The celebration of International Women’s Day finds its origins back in 1909 in remembrance of the 1908 protest in New York, which saw female textile workers marching and demanding better working conditions and rights. However, according to the United Nations (UN) a significant date is in 1848 when two American women, at being prevented from speaking at an anti-slavery convention, organised and gathered hundreds of people at their country’s first women’s rights convention in New York, USA.
Fast forward a hundred years and, despite much advancement in society, women still fair differently to men. Pope Francis in his Evangelii Gaudium Apostolic Exhortation urges humanity to address this injustice, particularly for ‘those women who endure situations of exclusion, mistreatment and violence, since they are frequently less able to defend their rights’ (212). At the same time, it has to be acknowledged that the church itself has a pending issue when it comes to gender equality.
The UN claims that although the Refugee Convention has historically been interpreted through a framework of male experiences which has often led to women’s claims being unrecognised, substantial progress has been made in gender equality in the past 30 years. Furthermore, even when gender is not specifically identified in the refugee definition, it is widely accepted that this affects the type of persecution that individuals experience. Gender-based violence includes several forms of harm, including rape, sexual assault, forced prostitution, forced marriage, female genital mutilation or a combination of these. However, in order to gain refugee recognition, having experienced one of these is not enough. Women have to demonstrate that they have a well-founded fear of persecution if they were to be returned to their homes. Women seeking protection continue to be excluded and discriminated against.
Last year, the ‘Women for Refugee Women’ in their Report ‘Will I ever be safe?’ highlighted a ‘culture of disbelief’ and the ‘burden of proof’ that affects both men and women. However, it is more pronounced in women for whom the disclosure of sexual violence during the asylum application to male interviewers is a significant challenge. Despite existing Home Office guidelines, a research showed that almost 60 per cent of the asylum seeking women had been interviewed by male officers.
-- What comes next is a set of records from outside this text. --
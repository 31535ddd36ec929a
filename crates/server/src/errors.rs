use axum::extract::rejection::{JsonRejection, PathRejection, QueryRejection};
use axum::extract::multipart::MultipartRejection;
use axum::http::{header, HeaderValue, StatusCode};
use axum::response::{IntoResponse, Response};
use axum::Json;
use thiserror::Error;
use tracing::error;

use service::auth::errors::AuthError;
use service::errors::ServiceError;

/// Error body shared by every endpoint: `{"error": <title>, "detail": <message>}`.
#[derive(Debug)]
pub struct JsonApiError {
    pub status: StatusCode,
    pub detail: String,
}

impl JsonApiError {
    pub fn new(status: StatusCode, detail: impl Into<String>) -> Self {
        Self { status, detail: detail.into() }
    }

    pub fn bad_request(detail: impl Into<String>) -> Self { Self::new(StatusCode::BAD_REQUEST, detail) }
    pub fn unauthorized(detail: impl Into<String>) -> Self { Self::new(StatusCode::UNAUTHORIZED, detail) }
    pub fn forbidden(detail: impl Into<String>) -> Self { Self::new(StatusCode::FORBIDDEN, detail) }
    pub fn not_found(detail: impl Into<String>) -> Self { Self::new(StatusCode::NOT_FOUND, detail) }

    fn internal(detail: String) -> Self {
        error!(error = %detail, "internal error");
        Self::new(StatusCode::INTERNAL_SERVER_ERROR, "internal server error")
    }
}

impl IntoResponse for JsonApiError {
    fn into_response(self) -> Response {
        let title = self.status.canonical_reason().unwrap_or("Error");
        let body = Json(serde_json::json!({"error": title, "detail": self.detail}));
        let mut resp = (self.status, body).into_response();
        if self.status == StatusCode::UNAUTHORIZED {
            resp.headers_mut().insert(header::WWW_AUTHENTICATE, HeaderValue::from_static("Bearer"));
        }
        resp
    }
}

/// Extractor rejections keep their status and text but use the shared body.
macro_rules! from_rejection {
    ($($rejection:ty),+ $(,)?) => {
        $(impl From<$rejection> for JsonApiError {
            fn from(r: $rejection) -> Self {
                Self::new(r.status(), r.body_text())
            }
        })+
    };
}

from_rejection!(JsonRejection, PathRejection, QueryRejection, MultipartRejection);

impl From<ServiceError> for JsonApiError {
    fn from(e: ServiceError) -> Self {
        match e {
            ServiceError::Validation(m) => Self::bad_request(m),
            ServiceError::NotFound(m) => Self::not_found(m),
            ServiceError::Conflict(m) => Self::new(StatusCode::CONFLICT, m),
            ServiceError::Forbidden(m) => Self::forbidden(m),
            ServiceError::Storage(m) | ServiceError::Db(m) | ServiceError::Internal(m) => Self::internal(m),
        }
    }
}

impl From<AuthError> for JsonApiError {
    fn from(e: AuthError) -> Self {
        let code = e.code();
        match e {
            AuthError::Validation(m) => Self::bad_request(m),
            AuthError::Conflict => Self::new(StatusCode::CONFLICT, "Email already registered"),
            AuthError::Unauthorized => Self::unauthorized("Could not validate credentials"),
            AuthError::Inactive => Self::forbidden("Inactive user"),
            AuthError::HashError(m) | AuthError::TokenError(m) | AuthError::Repository(m) => {
                Self::internal(format!("auth error {code}: {m}"))
            }
        }
    }
}

#[derive(Debug, Error)]
pub enum StartupError {
    #[error("invalid configuration: {0}")]
    InvalidConfig(String),
    #[error(transparent)]
    Any(#[from] anyhow::Error),
}

#[cfg(test)]
mod tests {
    use super::*;

    #[test]
    fn service_errors_map_to_statuses() {
        let cases = [
            (ServiceError::Validation("v".into()), StatusCode::BAD_REQUEST),
            (ServiceError::NotFound("n".into()), StatusCode::NOT_FOUND),
            (ServiceError::Conflict("c".into()), StatusCode::CONFLICT),
            (ServiceError::Forbidden("f".into()), StatusCode::FORBIDDEN),
            (ServiceError::Db("d".into()), StatusCode::INTERNAL_SERVER_ERROR),
        ];
        for (err, status) in cases {
            assert_eq!(JsonApiError::from(err).status, status);
        }
    }

    #[tokio::test]
    async fn json_rejection_keeps_status() {
        use axum::extract::{FromRequest, Request};
        let req = Request::builder()
            .method("POST")
            .header(header::CONTENT_TYPE, "application/json")
            .body(axum::body::Body::from("{not json"))
            .unwrap();
        let rejection = axum::Json::<serde_json::Value>::from_request(req, &()).await.unwrap_err();
        let err = JsonApiError::from(rejection);
        assert_eq!(err.status, StatusCode::BAD_REQUEST);
        assert!(!err.detail.is_empty());
    }

    #[test]
    fn unauthorized_carries_challenge() {
        let resp = JsonApiError::from(AuthError::Unauthorized).into_response();
        assert_eq!(resp.status(), StatusCode::UNAUTHORIZED);
        assert_eq!(resp.headers().get(header::WWW_AUTHENTICATE).unwrap(), "Bearer");
        assert_eq!(JsonApiError::from(AuthError::Inactive).status, StatusCode::FORBIDDEN);
    }
}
In Birmingham, the Columban Missionaries run a house which offers sanctuary to destitute women, Fatima House. This is a partnership initiative between the Archdiocese of Birmingham, Caritas and Father Hudson’s Care, and was set up in 2016 as a response to Pope Francis’ call to congregations around the world to respond in concrete ways to the migrant crisis in Europe. Fatima House aims to offer a welcoming space to women who feel rejected by the system and marginalised by society.
As a way of marking International Women’s Day this year, Fatima House ran a number of Covid-safe activities last week to celebrate the diversity of those who live in the house. The women engaged in activities such as jewellery making using recycled beads and old neckless which had been donated to the project. They also had a pampering session where they explored how the use of natural products, such as cucumber, can enhance their skin!
The women began planting seeds for their garden project which will soon be planted outdoors in their communal garden once the weather warms up! The women decided that this year they wanted to grow tomatoes, cucumbers, courgettes, lettuce, basil, coriander amongst other things. It was an opportunity for them to connect with the flavours and smells that bring back memories of childhood and growing up. The session concluded with a traditional afternoon tea, made from a variety of spices and without milk!
During the week the women were treated to a Pakistani lunch which was followed by some mindfulness exercises, although I heard there were plenty of giggles and not much meditation! They also got creative and made origami flowers which will be put together in a blossoming cherry tree display near the entrance of the house.
It was a wonderful week of celebration for all the women at Fatima House and the Columban volunteers too. International Women’s Day is a time to appreciate the many talents and skills of women as well as their strength, resilience and diversity. It was great to do this with those living at Fatima House who continue to seek equality and protection.